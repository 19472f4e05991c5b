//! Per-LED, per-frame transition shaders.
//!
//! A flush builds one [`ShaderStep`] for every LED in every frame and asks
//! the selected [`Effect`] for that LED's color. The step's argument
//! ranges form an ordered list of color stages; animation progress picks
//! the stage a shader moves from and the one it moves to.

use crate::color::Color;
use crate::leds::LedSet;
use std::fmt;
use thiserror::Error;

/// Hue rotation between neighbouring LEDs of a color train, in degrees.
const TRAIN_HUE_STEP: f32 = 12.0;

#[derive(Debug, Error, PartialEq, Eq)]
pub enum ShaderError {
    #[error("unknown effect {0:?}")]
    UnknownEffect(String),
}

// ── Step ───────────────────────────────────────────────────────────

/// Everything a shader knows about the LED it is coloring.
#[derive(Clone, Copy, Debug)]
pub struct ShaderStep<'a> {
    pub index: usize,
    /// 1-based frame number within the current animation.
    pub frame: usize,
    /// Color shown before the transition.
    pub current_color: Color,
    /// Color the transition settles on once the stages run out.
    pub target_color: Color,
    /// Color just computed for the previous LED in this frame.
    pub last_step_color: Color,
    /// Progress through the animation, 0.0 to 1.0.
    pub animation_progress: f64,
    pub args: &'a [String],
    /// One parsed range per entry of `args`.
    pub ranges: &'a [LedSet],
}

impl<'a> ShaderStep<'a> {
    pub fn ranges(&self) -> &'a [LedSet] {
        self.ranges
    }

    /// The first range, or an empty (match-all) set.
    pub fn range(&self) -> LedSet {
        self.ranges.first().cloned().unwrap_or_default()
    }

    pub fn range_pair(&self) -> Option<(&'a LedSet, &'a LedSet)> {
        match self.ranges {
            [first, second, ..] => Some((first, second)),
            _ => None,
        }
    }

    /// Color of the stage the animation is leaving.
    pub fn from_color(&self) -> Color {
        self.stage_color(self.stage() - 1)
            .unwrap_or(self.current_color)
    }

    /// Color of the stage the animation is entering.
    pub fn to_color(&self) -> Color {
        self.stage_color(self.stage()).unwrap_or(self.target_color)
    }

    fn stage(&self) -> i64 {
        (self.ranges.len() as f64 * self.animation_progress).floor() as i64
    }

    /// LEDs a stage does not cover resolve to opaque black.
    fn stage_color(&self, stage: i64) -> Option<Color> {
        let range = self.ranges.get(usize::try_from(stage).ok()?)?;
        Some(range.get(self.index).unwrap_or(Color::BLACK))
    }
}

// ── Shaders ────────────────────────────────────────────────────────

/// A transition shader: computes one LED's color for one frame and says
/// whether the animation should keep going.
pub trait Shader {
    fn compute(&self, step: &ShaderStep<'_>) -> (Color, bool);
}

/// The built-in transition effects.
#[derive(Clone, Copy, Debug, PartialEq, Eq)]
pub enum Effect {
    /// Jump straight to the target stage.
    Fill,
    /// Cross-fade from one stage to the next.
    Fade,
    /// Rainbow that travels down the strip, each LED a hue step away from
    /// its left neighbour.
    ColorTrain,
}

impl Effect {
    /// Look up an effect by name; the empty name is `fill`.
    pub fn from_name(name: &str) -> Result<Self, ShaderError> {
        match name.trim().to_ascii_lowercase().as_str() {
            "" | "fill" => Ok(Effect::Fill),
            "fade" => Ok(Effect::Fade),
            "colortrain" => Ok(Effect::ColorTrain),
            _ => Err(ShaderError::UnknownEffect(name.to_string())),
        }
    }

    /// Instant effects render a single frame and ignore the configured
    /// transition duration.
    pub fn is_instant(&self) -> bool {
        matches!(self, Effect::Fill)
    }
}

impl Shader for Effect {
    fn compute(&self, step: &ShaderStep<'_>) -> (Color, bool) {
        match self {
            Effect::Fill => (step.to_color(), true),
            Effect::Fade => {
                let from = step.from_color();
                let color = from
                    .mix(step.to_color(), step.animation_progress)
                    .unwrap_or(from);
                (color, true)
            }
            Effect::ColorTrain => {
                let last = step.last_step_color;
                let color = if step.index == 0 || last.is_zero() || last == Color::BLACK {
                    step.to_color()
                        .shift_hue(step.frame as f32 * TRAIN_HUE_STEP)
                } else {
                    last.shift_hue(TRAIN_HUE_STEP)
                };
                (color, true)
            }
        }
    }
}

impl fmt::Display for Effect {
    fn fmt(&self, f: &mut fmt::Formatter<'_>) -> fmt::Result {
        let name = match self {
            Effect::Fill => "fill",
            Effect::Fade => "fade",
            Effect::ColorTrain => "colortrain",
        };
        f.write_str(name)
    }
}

ASSIGNMENT -> What is needed is a word-for-word copy of all the material.

WRITTEN ANSWER ->
repository 19472f4e05991c5b
//! Per-LED, per-frame transition shaders.
//!
//! A flush builds one [`ShaderStep`] for every LED in every frame and asks
//! the selected [`Effect`] for that LED's color. The step's argument
//! ranges form an ordered list of color stages; animation progress picks
//! the stage a shader moves from and the one it moves to.

use crate::color::Color;
use crate::leds::LedSet;
use std::fmt;
use thiserror::Error;

/// Hue rotation between neighbouring LEDs of a color train, in degrees.
const TRAIN_HUE_STEP: f32 = 12.0;

#[derive(Debug, Error, PartialEq, Eq)]
pub enum ShaderError {
    #[error("unknown effect {0:?}")]
    UnknownEffect(String),
}

// ── Step ───────────────────────────────────────────────────────────

/// Everything a shader knows about the LED it is coloring.
#[derive(Clone, Copy, Debug)]
pub struct ShaderStep<'a> {
    pub index: usize,
    /// 1-based frame number within the current animation.
    pub frame: usize,
    /// Color shown before the transition.
    pub current_color: Color,
    /// Color the transition settles on once the stages run out.
    pub target_color: Color,
    /// Color just computed for the previous LED in this frame.
    pub last_step_color: Color,
    /// Progress through the animation, 0.0 to 1.0.
    pub animation_progress: f64,
    pub args: &'a [String],
    /// One parsed range per entry of `args`.
    pub ranges: &'a [LedSet],
}

impl<'a> ShaderStep<'a> {
    pub fn ranges(&self) -> &'a [LedSet] {
        self.ranges
    }

    /// The first range, or an empty (match-all) set.
    pub fn range(&self) -> LedSet {
        self.ranges.first().cloned().unwrap_or_default()
    }

    pub fn range_pair(&self) -> Option<(&'a LedSet, &'a LedSet)> {
        match self.ranges {
            [first, second, ..] => Some((first, second)),
            _ => None,
        }
    }

    /// Color of the stage the animation is leaving.
    pub fn from_color(&self) -> Color {
        self.stage_color(self.stage() - 1)
            .unwrap_or(self.current_color)
    }

    /// Color of the stage the animation is entering.
    pub fn to_color(&self) -> Color {
        self.stage_color(self.stage()).unwrap_or(self.target_color)
    }

    fn stage(&self) -> i64 {
        (self.ranges.len() as f64 * self.animation_progress).floor() as i64
    }

    /// LEDs a stage does not cover resolve to opaque black.
    fn stage_color(&self, stage: i64) -> Option<Color> {
        let range = self.ranges.get(usize::try_from(stage).ok()?)?;
        Some(range.get(self.index).unwrap_or(Color::BLACK))
    }
}

// ── Shaders ────────────────────────────────────────────────────────

/// A transition shader: computes one LED's color for one frame and says
/// whether the animation should keep going.
pub trait Shader {
    fn compute(&self, step: &ShaderStep<'_>) -> (Color, bool);
}

/// The built-in transition effects.
#[derive(Clone, Copy, Debug, PartialEq, Eq)]
pub enum Effect {
    /// Jump straight to the target stage.
    Fill,
    /// Cross-fade from one stage to the next.
    Fade,
    /// Rainbow that travels down the strip, each LED a hue step away from
    /// its left neighbour.
    ColorTrain,
}

impl Effect {
    /// Look up an effect by name; the empty name is `fill`.
    pub fn from_name(name: &str) -> Result<Self, ShaderError> {
        match name.trim().to_ascii_lowercase().as_str() {
            "" | "fill" => Ok(Effect::Fill),
            "fade" => Ok(Effect::Fade),
            "colortrain" => Ok(Effect::ColorTrain),
            _ => Err(ShaderError::UnknownEffect(name.to_string())),
        }
    }

    /// Instant effects render a single frame and ignore the configured
    /// transition duration.
    pub fn is_instant(&self) -> bool {
        matches!(self, Effect::Fill)
    }
}

impl Shader for Effect {
    fn compute(&self, step: &ShaderStep<'_>) -> (Color, bool) {
        match self {
            Effect::Fill => (step.to_color(), true),
            Effect::Fade => {
                let from = step.from_color();
                let color = from
                    .mix(step.to_color(), step.animation_progress)
                    .unwrap_or(from);
                (color, true)
            }
            Effect::ColorTrain => {
                let last = step.last_step_color;
                let color = if step.index == 0 || last.is_zero() || last == Color::BLACK {
                    step.to_color()
                        .shift_hue(step.frame as f32 * TRAIN_HUE_STEP)
                } else {
                    last.shift_hue(TRAIN_HUE_STEP)
                };
                (color, true)
            }
        }
    }
}

impl fmt::Display for Effect {
    fn fmt(&self, f: &mut fmt::Formatter<'_>) -> fmt::Result {
        let name = match self {
            Effect::Fill => "fill",
            Effect::Fade => "fade",
            Effect::ColorTrain => "colortrain",
        };
        f.write_str(name)
    }
}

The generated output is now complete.